# Natural Language Processing

In this section, we use unsupervised learning, utlizing the genism package, where we find topics in our twitter crypto dataset.

In [None]:
#importing necessary packages
import pandas as pd
import numpy as np
from nltk.corpus import stopwords
import re
from nltk.tokenize import word_tokenize
from nltk.corpus import wordnet
from nltk import pos_tag
from nltk import WordNetLemmatizer
from gensim.models.phrases import Phrases, Phraser

In [2]:
data_1 = pd.read_csv('data/crypto_tweets_pts.csv')
data_2 = pd.read_csv('data/crypto_tweets.csv')

In [3]:
#combining and reconfinguring twitter datasets
df = pd.concat([data_1, data_2], axis=0).drop(columns = ['Unnamed: 0']).reset_index()
df.drop(columns=['index'], inplace=True)
df['Datetime'] = pd.to_datetime(df.Datetime)
df.set_index('Datetime', inplace=True)

In [4]:
#created stopwords list
stop_words = stopwords.words('english')

#cleans tweets
def remove(text):

    text = text.lower()
    text = re.sub(r"@[a-z0-9_]+|#[a-z0-9_]+|http\S+", "", text).strip().replace("\r", "").replace("\n", "").replace("\t", "").replace("/xa0", "")

    return text

#tokenizes tweets
def tokenizing(text):

    return [x for x in word_tokenize(text) if ((x.isalpha()) & (x not in stop_words))]

#lemmaties tweets
def lemma(text, min_length):

    wnl = WordNetLemmatizer()

    def pos_tagger(nltk_tag):
        if nltk_tag.startswith('J'):
            return wordnet.ADJ
        elif nltk_tag.startswith('V'):
            return wordnet.VERB
        elif nltk_tag.startswith('N'):
            return wordnet.NOUN
        elif nltk_tag.startswith('R'):
            return wordnet.ADV
        else:         
            return None

    wordnet_tagged = list(map(lambda x: (x[0], pos_tagger(x[1])), pos_tag(text))) 
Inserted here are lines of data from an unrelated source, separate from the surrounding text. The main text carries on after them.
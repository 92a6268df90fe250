use serde::Deserialize;
use std::path::{Path, PathBuf};
use thiserror::Error;

/// Config file looked up in the working directory when none is given.
pub const DEFAULT_CONFIG_FILE: &str = "doc-review.toml";

#[derive(Debug, Error)]
pub enum ConfigError {
    #[error("config file not found: {0}")]
    NotFound(PathBuf),
    #[error("cannot read config file {path}: {source}")]
    Read {
        path: PathBuf,
        #[source]
        source: std::io::Error,
    },
    #[error("invalid config file {path}: {source}")]
    Parse {
        path: PathBuf,
        #[source]
        source: toml::de::Error,
    },
    #[error("invalid value for {key}: {value}")]
    InvalidValue { key: String, value: String },
}

pub type Result<T> = std::result::Result<T, ConfigError>;

/// Tool configuration.
#[derive(Debug, Clone, Deserialize, PartialEq, Eq)]
#[serde(default)]
pub struct Config {
    /// Default log filter when `RUST_LOG` is unset.
    pub log_level: String,
    pub storage: StorageConfig,
    pub paths: PathsConfig,
}

/// Remote bucket settings.
#[derive(Debug, Clone, Deserialize, PartialEq, Eq)]
#[serde(default)]
pub struct StorageConfig {
    pub bucket_name: Option<String>,
    pub region: String,
    pub access_key_id: Option<String>,
    pub secret_access_key: Option<String>,
    pub session_token: Option<String>,
    /// Prefix prepended to every object key.
    pub base_prefix: String,
    /// Custom endpoint for S3-compatible services.
    pub endpoint: Option<String>,
    pub presign_expiry_secs: u64,
}

#[derive(Debug, Clone, Deserialize, PartialEq, Eq)]
#[serde(default)]
pub struct PathsConfig {
    pub metadata: PathBuf,
    /// Local mirror of the bucket layout, used as document fallback.
    pub documents: PathBuf,
    pub audit_download: PathBuf,
    pub log_file: PathBuf,
}

impl Default for Config {
    fn default() -> Self {
        Self {
            log_level: "info".to_string(),
            storage: StorageConfig::default(),
            paths: PathsConfig::default(),
        }
    }
}

impl Default for StorageConfig {
    fn default() -> Self {
        Self {
            bucket_name: None,
            region: "eu-central-1".to_string(),
            access_key_id: None,
            secret_access_key: None,
            session_token: None,
            base_prefix: "Doc_Review/".to_string(),
            endpoint: None,
            presign_expiry_secs: 3600,
        }
    }
}

impl Default for PathsConfig {
    fn default() -> Self {
        Self {
            metadata: PathBuf::from("data/Manual_Review.csv"),
            documents: PathBuf::from("static/documents"),
            audit_download: PathBuf::from("audit_trail.csv"),
            log_file: PathBuf::from("doc-review.log"),
        }
    }
}

impl Config {
    /// Load configuration and apply `AWS_*` environment overrides.
    ///
    /// An explicit `path` must exist. Without one, `doc-review.toml` in the
    /// working directory is used if present, otherwise defaults.
    pub fn load(path: Option<&Path>) -> Result<Self> {
        let mut config = match path {
            Some(path) if !path.exists() => return Err(ConfigError::NotFound(path.to_path_buf())),
            Some(path) => Self::from_file(path)?,
            None if Path::new(DEFAULT_CONFIG_FILE).exists() => {
                Self::from_file(Path::new(DEFAULT_CONFIG_FILE))?
            }
            None => Self::default(),
        };
        config.apply_env(|key| std::env::var(key).ok())?;
        Ok(config)
    }

    pub fn from_file(path: &Path) -> Result<Self> {
        let content = std::fs::read_to_string(path).map_err(|source| ConfigError::Read {
            path: path.to_path_buf(),
            source,
        })?;
        Self::from_toml(&content).map_err(|source| ConfigError::Parse {
            path: path.to_path_buf(),
            source,
        })
    }

    pub fn from_toml(content: &str) -> std::result::Result<Self, toml::de::Error> {
        toml::from_str(content)
    }

    /// Override storage settings from `AWS_{KEY}` variables.
    ///
    /// Empty values are ignored.
    pub fn apply_env<F>(&mut self, lookup: F) -> Result<()>
    where
        F: Fn(&str) -> Option<String>,
    {
        let get = |key: &str| lookup(key).filter(|v| !v.trim().is_empty());
        let storage = &mut self.storage;

        if let Some(v) = get("AWS_BUCKET_NAME") {
            storage.bucket_name = Some(v);
        }
        if let Some(v) = get("AWS_ACCESS_KEY_ID") {
            storage.access_key_id = Some(v);
        }
        if let Some(v) = get("AWS_SECRET_ACCESS_KEY") {
            storage.secret_access_key = Some(v);
        }
        if let Some(v) = get("AWS_SESSION_TOKEN") {
            storage.session_token = Some(v);
        }
        if let Some(v) = get("AWS_REGION") {
            storage.region = v;
        }
        if let Some(v) = get("AWS_BASE_PREFIX") {
            storage.base_prefix = v;
        }
        if let Some(v) = get("AWS_ENDPOINT_URL") {
            storage.endpoint = Some(v);
        }
        if let Some(v) = get("AWS_PRESIGN_EXPIRY_SECS") {
            storage.presign_expiry_secs =
                v.parse().map_err(|_| ConfigError::InvalidValue {
                    key: "AWS_PRESIGN_EXPIRY_SECS".to_string(),
                    value: v.clone(),
                })?;
        }

        Ok(())
    }
}
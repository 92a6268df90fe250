use assert_cmd::Command;
use predicates::prelude::*;
use std::fs;
use std::path::Path;

const AWS_VARS: [&str; 8] = [
    "AWS_BUCKET_NAME",
    "AWS_ACCESS_KEY_ID",
    "AWS_SECRET_ACCESS_KEY",
    "AWS_SESSION_TOKEN",
    "AWS_REGION",
    "AWS_BASE_PREFIX",
    "AWS_ENDPOINT_URL",
    "AWS_PRESIGN_EXPIRY_SECS",
];

/// Command running in `dir` with no bucket configured
fn doc_review(dir: &Path) -> Command {
    let mut cmd = Command::cargo_bin("doc-review").unwrap();
    cmd.current_dir(dir).env("RUST_LOG", "warn");
    for var in AWS_VARS {
        cmd.env_remove(var);
    }
    cmd
}

#[test]
fn pairs_uses_builtin_sample() {
    let dir = tempfile::tempdir().unwrap();
    doc_review(dir.path())
        .args(["pairs", "B001", "CI"])
        .assert()
        .success()
        .stdout(predicate::str::contains("Ver 1 vs 2"));
}

#[test]
fn pairs_warns_on_single_version() {
    let dir = tempfile::tempdir().unwrap();
    fs::create_dir_all(dir.path().join("data")).unwrap();
    fs::write(
        dir.path().join("data/Manual_Review.csv"),
        "Batch,batch_count,portal_status,reason\nB001,1,Pending,\n",
    )
    .unwrap();

    doc_review(dir.path())
        .args(["pairs", "B001", "PL"])
        .assert()
        .failure()
        .stderr(predicate::str::contains("Not enough versions"));
}

#[test]
fn status_lists_every_batch() {
    let dir = tempfile::tempdir().unwrap();
    doc_review(dir.path())
        .arg("status")
        .assert()
        .success()
        .stdout(predicate::str::contains("local sample data"))
        .stdout(predicate::str::contains("Documents:   12"))
        .stdout(predicate::str::contains("B003 PL  Ver 1 vs 2"));
}

#[test]
fn demo_pdfs_writes_bucket_layout() {
    let dir = tempfile::tempdir().unwrap();
    let out = dir.path().join("docs");

    doc_review(dir.path())
        .args(["demo-pdfs", "--out"])
        .arg(&out)
        .assert()
        .success()
        .stdout(predicate::str::contains("Created 12 sample PDFs"));

    assert!(out.join("CI/B001/B001_1.pdf").is_file());
    assert!(out.join("PL/B003/B003_2.pdf").is_file());
}

#[test]
fn migrate_uploads_to_local_store() {
    let dir = tempfile::tempdir().unwrap();
    let source = dir.path().join("RB");
    fs::create_dir_all(source.join("BATCH01/CI")).unwrap();
    fs::write(source.join("BATCH01/CI/scan_1.pdf"), b"%PDF-1.5").unwrap();

    doc_review(dir.path())
        .arg("migrate")
        .arg(&source)
        .assert()
        .success()
        .stdout(predicate::str::contains("1 files uploaded"));

    assert!(dir
        .path()
        .join("static/documents/CI/BATCH01/BATCH01_1.pdf")
        .is_file());
}

#[test]
fn probe_without_bucket_fails() {
    let dir = tempfile::tempdir().unwrap();
    doc_review(dir.path())
        .arg("probe")
        .assert()
        .failure()
        .stderr(predicate::str::contains("S3 bucket name not configured"));
}

#[test]
fn explicit_missing_config_fails() {
    let dir = tempfile::tempdir().unwrap();
    doc_review(dir.path())
        .args(["status", "--config", "nope.toml"])
        .assert()
        .failure()
        .stderr(predicate::str::contains("config file not found"));
}

#[test]
fn config_file_points_at_metadata() {
    let dir = tempfile::tempdir().unwrap();
    fs::write(
        dir.path().join("meta.csv"),
        "Batch,batch_count\nX1,1\nX1,2\nX1,3\n",
    )
    .unwrap();
    fs::write(
        dir.path().join("doc-review.toml"),
        "[paths]\nmetadata = \"meta.csv\"\n",
    )
    .unwrap();

    doc_review(dir.path())
        .args(["pairs", "X1", "CI"])
        .assert()
        .success()
        .stdout(predicate::str::contains("Ver 1 vs 2"))
        .stdout(predicate::str::contains("Ver 2 vs 3"))
        .stdout(predicate::str::contains("Ver 1 vs 3"));
}
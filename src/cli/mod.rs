use crate::DocType;
use clap::{Args, Parser, Subcommand};
use std::path::PathBuf;

#[derive(Parser, Debug)]
#[command(
    name = "doc-review",
    about = "Side-by-side review of versioned batch documents"
)]
pub struct Cli {
    /// Config file (default: doc-review.toml in the working directory, if present).
    #[arg(short, long, global = true)]
    pub config: Option<PathBuf>,

    #[command(subcommand)]
    pub command: Option<Commands>,
}

#[derive(Subcommand, Debug, Clone, PartialEq, Eq)]
pub enum Commands {
    /// Open the interactive review TUI (default).
    Review,
    /// Print batches, comparison pairs and the active data source.
    Status,
    /// Print the comparison pairs for one batch and document type.
    Pairs(PairsArgs),
    /// Check connectivity to the configured bucket.
    Probe,
    /// List stored objects under a prefix.
    List(ListArgs),
    /// Print a presigned download URL for an object.
    Presign(PresignArgs),
    /// Generate sample PDFs in the bucket key layout.
    DemoPdfs(DemoArgs),
    /// Upload a local BATCH* directory tree to storage.
    Migrate(MigrateArgs),
}

#[derive(Args, Debug, Clone, PartialEq, Eq)]
pub struct PairsArgs {
    /// Batch id (e.g., "B001").
    pub batch: String,
    /// Document type: CI or PL.
    pub doc_type: DocType,
}

#[derive(Args, Debug, Clone, PartialEq, Eq)]
pub struct ListArgs {
    /// Key prefix (e.g., "CI/B001/"). Lists everything when omitted.
    #[arg(default_value = "")]
    pub prefix: String,
}

#[derive(Args, Debug, Clone, PartialEq, Eq)]
pub struct PresignArgs {
    /// Object key relative to the base prefix.
    pub key: String,
}

#[derive(Args, Debug, Clone, PartialEq, Eq)]
pub struct DemoArgs {
    /// Output directory (default: the configured documents directory).
    #[arg(short, long)]
    pub out: Option<PathBuf>,
}

#[derive(Args, Debug, Clone, PartialEq, Eq)]
pub struct MigrateArgs {
    /// Directory containing BATCH* folders.
    pub source: PathBuf,
}

/// Parse CLI arguments.
pub fn parse_args() -> Cli {
    Cli::parse()
}

#[cfg(test)]
mod tests {
    use super::*;

    #[test]
    fn no_subcommand_means_review() {
        let cli = Cli::try_parse_from(["doc-review"]).unwrap();
        assert!(cli.command.is_none());
        assert!(cli.config.is_none());
    }

    #[test]
    fn pairs_parses_doc_type() {
        let cli = Cli::try_parse_from(["doc-review", "pairs", "B001", "pl"]).unwrap();
        assert_eq!(
            cli.command,
            Some(Commands::Pairs(PairsArgs {
                batch: "B001".to_string(),
                doc_type: DocType::PL,
            }))
        );
        assert!(Cli::try_parse_from(["doc-review", "pairs", "B001", "XX"]).is_err());
    }

    #[test]
    fn config_flag_is_global() {
        let cli =
            Cli::try_parse_from(["doc-review", "list", "CI/", "--config", "other.toml"]).unwrap();
        assert_eq!(cli.config, Some(PathBuf::from("other.toml")));
        assert_eq!(
            cli.command,
            Some(Commands::List(ListArgs {
                prefix: "CI/".to_string(),
            }))
        );
    }
}
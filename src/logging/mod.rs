use std::fs::OpenOptions;
use std::path::{Path, PathBuf};
use std::sync::Mutex;
use thiserror::Error;
use tracing_subscriber::EnvFilter;

#[derive(Debug, Error)]
pub enum LoggingError {
    #[error("invalid log level '{level}': {message}")]
    Filter { level: String, message: String },
    #[error("cannot open log file {path}: {source}")]
    File {
        path: PathBuf,
        #[source]
        source: std::io::Error,
    },
    #[error("logging already initialized: {0}")]
    Init(String),
}

pub type Result<T> = std::result::Result<T, LoggingError>;

/// Where log lines go.
#[derive(Debug, Clone, Copy, PartialEq, Eq)]
pub enum LogTarget<'a> {
    Stderr,
    /// Append to a file; used while the TUI owns the terminal.
    File(&'a Path),
}

/// Filter from `RUST_LOG`, else `default_level`.
pub fn env_filter(default_level: &str) -> Result<EnvFilter> {
    if let Ok(filter) = EnvFilter::try_from_default_env() {
        return Ok(filter);
    }
    EnvFilter::try_new(default_level).map_err(|e| LoggingError::Filter {
        level: default_level.to_string(),
        message: e.to_string(),
    })
}

/// Install the global fmt subscriber.
pub fn init(default_level: &str, target: LogTarget<'_>) -> Result<()> {
    let filter = env_filter(default_level)?;
    let builder = tracing_subscriber::fmt().with_env_filter(filter).with_target(false);

    let installed = match target {
        LogTarget::Stderr => builder.compact().with_writer(std::io::stderr).try_init(),
        LogTarget::File(path) => {
            let file = OpenOptions::new()
                .create(true)
                .append(true)
                .open(path)
                .map_err(|source| LoggingError::File {
                    path: path.to_path_buf(),
                    source,
                })?;
            builder.with_ansi(false).with_writer(Mutex::new(file)).try_init()
        }
    };

    installed.map_err(|e| LoggingError::Init(e.to_string()))
}
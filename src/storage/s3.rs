use super::{BlobStore, Result, StorageError, full_key, relative_key};
use crate::config::StorageConfig;
use futures::TryStreamExt;
use object_store::aws::{AmazonS3, AmazonS3Builder};
use object_store::path::Path as ObjectPath;
use object_store::signer::Signer;
use object_store::{ClientOptions, ObjectMeta, ObjectStore, PutPayload, RetryConfig};
use std::time::Duration;
use tokio::runtime::Runtime;

const CONNECT_TIMEOUT: Duration = Duration::from_secs(5);

/// S3 bucket store. All keys live under the configured base prefix.
///
/// Calls block on a private current-thread runtime; the review tool is
/// synchronous end to end.
pub struct S3Store {
    inner: AmazonS3,
    runtime: Runtime,
    bucket: String,
    base_prefix: String,
    presign_expiry: Duration,
}

impl S3Store {
    /// Build a store from configuration. Does not touch the network.
    pub fn new(config: &StorageConfig) -> Result<Self> {
        let bucket = config
            .bucket_name
            .as_deref()
            .filter(|b| !b.trim().is_empty())
            .ok_or(StorageError::MissingBucket)?
            .to_string();

        // Failures are reported once; nothing is retried
        let mut builder = AmazonS3Builder::new()
            .with_bucket_name(&bucket)
            .with_region(&config.region)
            .with_retry(RetryConfig {
                max_retries: 0,
                ..RetryConfig::default()
            })
            .with_client_options(ClientOptions::new().with_connect_timeout(CONNECT_TIMEOUT));
        if let Some(key_id) = &config.access_key_id {
            builder = builder.with_access_key_id(key_id);
        }
        if let Some(secret) = &config.secret_access_key {
            builder = builder.with_secret_access_key(secret);
        }
        if let Some(token) = &config.session_token {
            builder = builder.with_token(token);
        }
        if let Some(endpoint) = &config.endpoint {
            builder = builder
                .with_endpoint(endpoint)
                .with_allow_http(endpoint.starts_with("http://"));
        }
        let inner = builder
            .build()
            .map_err(|e| StorageError::Config(e.to_string()))?;

        let runtime = tokio::runtime::Builder::new_current_thread()
            .enable_all()
            .build()
            .map_err(|e| StorageError::Config(format!("cannot start storage runtime: {e}")))?;

        Ok(Self {
            inner,
            runtime,
            bucket,
            base_prefix: config.base_prefix.clone(),
            presign_expiry: Duration::from_secs(config.presign_expiry_secs),
        })
    }

    fn object_path(&self, key: &str) -> Result<ObjectPath> {
        if key.is_empty() {
            return Err(StorageError::InvalidKey(key.to_owned()));
        }
        ObjectPath::parse(full_key(&self.base_prefix, key))
            .map_err(|e| StorageError::InvalidKey(format!("{key}: {e}")))
    }

    fn prefix_path(&self, prefix: &str) -> ObjectPath {
        ObjectPath::from(full_key(&self.base_prefix, prefix).as_str())
    }
}

impl BlobStore for S3Store {
    fn describe(&self) -> String {
        format!("s3://{}/{}", self.bucket, self.base_prefix)
    }

    fn probe(&self) -> Result<()> {
        let prefix = self.prefix_path("");
        self.runtime.block_on(async {
            let mut listing = self.inner.list(Some(&prefix));
            listing.try_next().await?;
            Ok::<(), StorageError>(())
        })
    }

    fn get_object_bytes(&self, key: &str) -> Result<Vec<u8>> {
        let path = self.object_path(key)?;
        self.runtime.block_on(async {
            let result = self.inner.get(&path).await.map_err(|e| match e {
                object_store::Error::NotFound { .. } => StorageError::NotFound(key.to_owned()),
                other => StorageError::Backend(other),
            })?;
            Ok::<Vec<u8>, StorageError>(result.bytes().await?.to_vec())
        })
    }

    fn put_object_bytes(&self, key: &str, bytes: &[u8]) -> Result<()> {
        let path = self.object_path(key)?;
        let payload = PutPayload::from(bytes.to_vec());
        self.runtime.block_on(async {
            self.inner.put(&path, payload).await?;
            tracing::debug!(key, "uploaded object");
            Ok::<(), StorageError>(())
        })
    }

    fn list(&self, prefix: &str) -> Result<Vec<String>> {
        let wanted = full_key(&self.base_prefix, prefix);
        let root = match list_root(&wanted) {
            "" => None,
            parent => Some(ObjectPath::from(parent)),
        };
        let objects: Vec<ObjectMeta> = self
            .runtime
            .block_on(async { self.inner.list(root.as_ref()).try_collect().await })?;

        let mut keys: Vec<String> = objects
            .iter()
            .map(|meta| meta.location.as_ref())
            .filter(|full| full.starts_with(&wanted))
            .map(|full| relative_key(&self.base_prefix, full).to_string())
            .collect();
        keys.sort();
        Ok(keys)
    }

    fn presigned_url(&self, key: &str) -> Result<String> {
        let path = self.object_path(key)?;
        let url = self.runtime.block_on(async {
            self.inner
                .signed_url(http::Method::GET, &path, self.presign_expiry)
                .await
        })?;
        Ok(url.to_string())
    }
}

/// Last whole segment of a key prefix.
///
/// Listing works on path segments, so `CI/B00` must be listed from `CI` and
/// then filtered by plain string prefix.
fn list_root(full_prefix: &str) -> &str {
    match full_prefix.rfind('/') {
        Some(idx) => &full_prefix[..idx],
        None => "",
    }
}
    if len(wordnet_tagged) <= min_length:
        return ''
    else:
         text = " ".join([wnl.lemmatize(x[0], x[1]) for x in wordnet_tagged if x[1] is not None])
         return text

In [5]:
#tokenizing tweets
df['tokens'] = df.Text.apply(lambda x: tokenizing(remove(x)))

## Preprocessing

We use Phrases from genism to create bigrams and trigrams to group the tweets. Then we lemmatize on those sets of bigrams and trigrams.

In [6]:
#bigram and trigram models
bigram = Phrases(df.tokens, min_count=5, threshold=100)
trigram = Phrases(bigram[df.tokens], threshold=100)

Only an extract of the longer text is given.